Top to bottom, every record is to be copied word for word.

(Saved entries)
+++

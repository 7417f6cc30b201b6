use std::fs;
use std::path::{Path, PathBuf};

use anyhow::{Context, Result, bail};
use indicatif::ProgressBar;
use log::{info, warn};
use regex::Regex;
use tokio::task::block_in_place;

use crate::config::Config;
use crate::db::{EmbeddingStore, InsertOutcome, NewImageRecord};
use crate::embedder::Embedder;
use crate::preprocess::{Preprocessor, scan_images, suffix_regex};
use crate::shutdown::Shutdown;
use crate::utils::pb_style;

/// 一次导入的统计结果
#[derive(Debug, Clone, Copy, Default, PartialEq, Eq)]
pub struct IngestStats {
    /// 实际处理过的文件数，等于下面三项之和
    pub processed: usize,
    pub inserted: usize,
    pub skipped_duplicate: usize,
    pub failed: usize,
    /// 是否因收到信号而提前结束
    pub interrupted: bool,
}

enum FileOutcome {
    Inserted(i64),
    Duplicate,
}

/// 将参考图片目录导入向量数据库
pub struct IngestionPipeline<'a> {
    store: &'a EmbeddingStore,
    embedder: &'a dyn Embedder,
    preprocessor: Preprocessor,
    source_directory: PathBuf,
    processed_directory: PathBuf,
    re_suf: Regex,
}

impl<'a> IngestionPipeline<'a> {
    pub fn new(
        config: &Config,
        store: &'a EmbeddingStore,
        embedder: &'a dyn Embedder,
    ) -> Result<Self> {
        Ok(Self {
            store,
            embedder,
            preprocessor: Preprocessor::new(config.resize_width, config.resize_height),
            source_directory: config.source_directory.clone(),
            processed_directory: config.processed_directory.clone(),
            re_suf: suffix_regex(&config.extensions)?,
        })
    }

    /// 依次处理目录中的所有图片
    ///
    /// 单个文件失败只会计数，不会中断整个导入；收到信号后不再处理新的文件
    pub async fn run(&self, shutdown: &Shutdown) -> Result<IngestStats> {
        let entries = scan_images(&self.source_directory, &self.re_suf)?;
        fs::create_dir_all(&self.processed_directory).with_context(|| {
            format!("无法创建目录: {}", self.processed_directory.display())
        })?;

        let mut stats = IngestStats::default();
        let pb = ProgressBar::new(entries.len() as u64).with_style(pb_style());

        for entry in &entries {
            if shutdown.is_triggered() {
                stats.interrupted = true;
                pb.abandon_with_message("导入已中断");
                break;
            }

            stats.processed += 1;
            match self.ingest_file(entry).await {
                Ok(FileOutcome::Inserted(id)) => {
                    stats.inserted += 1;
                    pb.set_message(format!("添加图片 #{}: {}", id, entry.display()));
                }
                Ok(FileOutcome::Duplicate) => {
                    stats.skipped_duplicate += 1;
                    pb.set_message(format!("跳过图片: {}", entry.display()));
                }
                Err(e) => {
                    stats.failed += 1;
                    pb.println(format!("处理失败 {}: {:#}", entry.display(), e));
                    warn!("处理失败 {}: {:#}", entry.display(), e);
                }
            }
            pb.inc(1);
        }

        if !stats.interrupted {
            pb.finish_with_message("图片导入完成");
        }
        info!(
            "导入结束: 处理 {}，新增 {}，重复 {}，失败 {}",
            stats.processed, stats.inserted, stats.skipped_duplicate, stats.failed
        );
        Ok(stats)
    }

    async fn ingest_file(&self, path: &Path) -> Result<FileOutcome> {
        let image = block_in_place(|| self.preprocessor.load(path))?;
        let hash = image.hash.to_hex();

        // 已知内容不再计算向量
        if self.store.contains_hash(&hash).await? {
            return Ok(FileOutcome::Duplicate);
        }

        let embedding = block_in_place(|| self.embedder.embed(&image.image))?;
        if embedding.len() != self.store.dimension() {
            bail!("模型输出维度为 {}，期望 {}", embedding.len(), self.store.dimension());
        }

        let saved = block_in_place(|| self.preprocessor.save(&image, &self.processed_directory))?;
        let record = NewImageRecord {
            file_path: saved.to_string_lossy().into_owned(),
            file_name: image.file_name(),
            file_hash: hash,
            embedding,
        };
        match self.store.insert(&record).await {
            Ok(InsertOutcome::Inserted(id)) => Ok(FileOutcome::Inserted(id)),
            Ok(InsertOutcome::DuplicateHash) => Ok(FileOutcome::Duplicate),
            Err(e) => {
                // 未写入数据库的图片不保留
                if let Err(err) = fs::remove_file(&saved) {
                    warn!("无法删除文件 {}: {}", saved.display(), err);
                }
                Err(e).context("写入数据库失败")
            }
        }
    }
}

+++

# [Reply]
repository 7417f6cc30b201b6
use std::fs;
use std::path::{Path, PathBuf};

use anyhow::{Context, Result, bail};
use indicatif::ProgressBar;
use log::{info, warn};
use regex::Regex;
use tokio::task::block_in_place;

use crate::config::Config;
use crate::db::{EmbeddingStore, InsertOutcome, NewImageRecord};
use crate::embedder::Embedder;
use crate::preprocess::{Preprocessor, scan_images, suffix_regex};
use crate::shutdown::Shutdown;
use crate::utils::pb_style;

/// 一次导入的统计结果
#[derive(Debug, Clone, Copy, Default, PartialEq, Eq)]
pub struct IngestStats {
    /// 实际处理过的文件数，等于下面三项之和
    pub processed: usize,
    pub inserted: usize,
    pub skipped_duplicate: usize,
    pub failed: usize,
    /// 是否因收到信号而提前结束
    pub interrupted: bool,
}

enum FileOutcome {
    Inserted(i64),
    Duplicate,
}

/// 将参考图片目录导入向量数据库
pub struct IngestionPipeline<'a> {
    store: &'a EmbeddingStore,
    embedder: &'a dyn Embedder,
    preprocessor: Preprocessor,
    source_directory: PathBuf,
    processed_directory: PathBuf,
    re_suf: Regex,
}

impl<'a> IngestionPipeline<'a> {
    pub fn new(
        config: &Config,
        store: &'a EmbeddingStore,
        embedder: &'a dyn Embedder,
    ) -> Result<Self> {
        Ok(Self {
            store,
            embedder,
            preprocessor: Preprocessor::new(config.resize_width, config.resize_height),
            source_directory: config.source_directory.clone(),
            processed_directory: config.processed_directory.clone(),
            re_suf: suffix_regex(&config.extensions)?,
        })
    }

    /// 依次处理目录中的所有图片
    ///
    /// 单个文件失败只会计数，不会中断整个导入；收到信号后不再处理新的文件
    pub async fn run(&self, shutdown: &Shutdown) -> Result<IngestStats> {
        let entries = scan_images(&self.source_directory, &self.re_suf)?;
        fs::create_dir_all(&self.processed_directory).with_context(|| {
            format!("无法创建目录: {}", self.processed_directory.display())
        })?;

        let mut stats = IngestStats::default();
        let pb = ProgressBar::new(entries.len() as u64).with_style(pb_style());

        for entry in &entries {
            if shutdown.is_triggered() {
                stats.interrupted = true;
                pb.abandon_with_message("导入已中断");
                break;
            }

            stats.processed += 1;
            match self.ingest_file(entry).await {
                Ok(FileOutcome::Inserted(id)) => {
                    stats.inserted += 1;
                    pb.set_message(format!("添加图片 #{}: {}", id, entry.display()));
                }
                Ok(FileOutcome::Duplicate) => {
                    stats.skipped_duplicate += 1;
                    pb.set_message(format!("跳过图片: {}", entry.display()));
                }
                Err(e) => {
                    stats.failed += 1;
                    pb.println(format!("处理失败 {}: {:#}", entry.display(), e));
                    warn!("处理失败 {}: {:#}", entry.display(), e);
                }
            }
            pb.inc(1);
        }

        if !stats.interrupted {
            pb.finish_with_message("图片导入完成");
        }
        info!(
            "导入结束: 处理 {}，新增 {}，重复 {}，失败 {}",
            stats.processed, stats.inserted, stats.skipped_duplicate, stats.failed
        );
        Ok(stats)
    }

    async fn ingest_file(&self, path: &Path) -> Result<FileOutcome> {
        let image = block_in_place(|| self.preprocessor.load(path))?;
        let hash = image.hash.to_hex();

        // 已知内容不再计算向量
        if self.store.contains_hash(&hash).await? {
            return Ok(FileOutcome::Duplicate);
        }

        let embedding = block_in_place(|| self.embedder.embed(&image.image))?;
        if embedding.len() != self.store.dimension() {
            bail!("模型输出维度为 {}，期望 {}", embedding.len(), self.store.dimension());
        }

        let saved = block_in_place(|| self.preprocessor.save(&image, &self.processed_directory))?;
        let record = NewImageRecord {
            file_path: saved.to_string_lossy().into_owned(),
            file_name: image.file_name(),
            file_hash: hash,
            embedding,
        };
        match self.store.insert(&record).await {
            Ok(InsertOutcome::Inserted(id)) => Ok(FileOutcome::Inserted(id)),
            Ok(InsertOutcome::DuplicateHash) => Ok(FileOutcome::Duplicate),
            Err(e) => {
                // 未写入数据库的图片不保留
                if let Err(err) = fs::remove_file(&saved) {
                    warn!("无法删除文件 {}: {}", saved.display(), err);
                }
                Err(e).context("写入数据库失败")
            }
        }
    }
}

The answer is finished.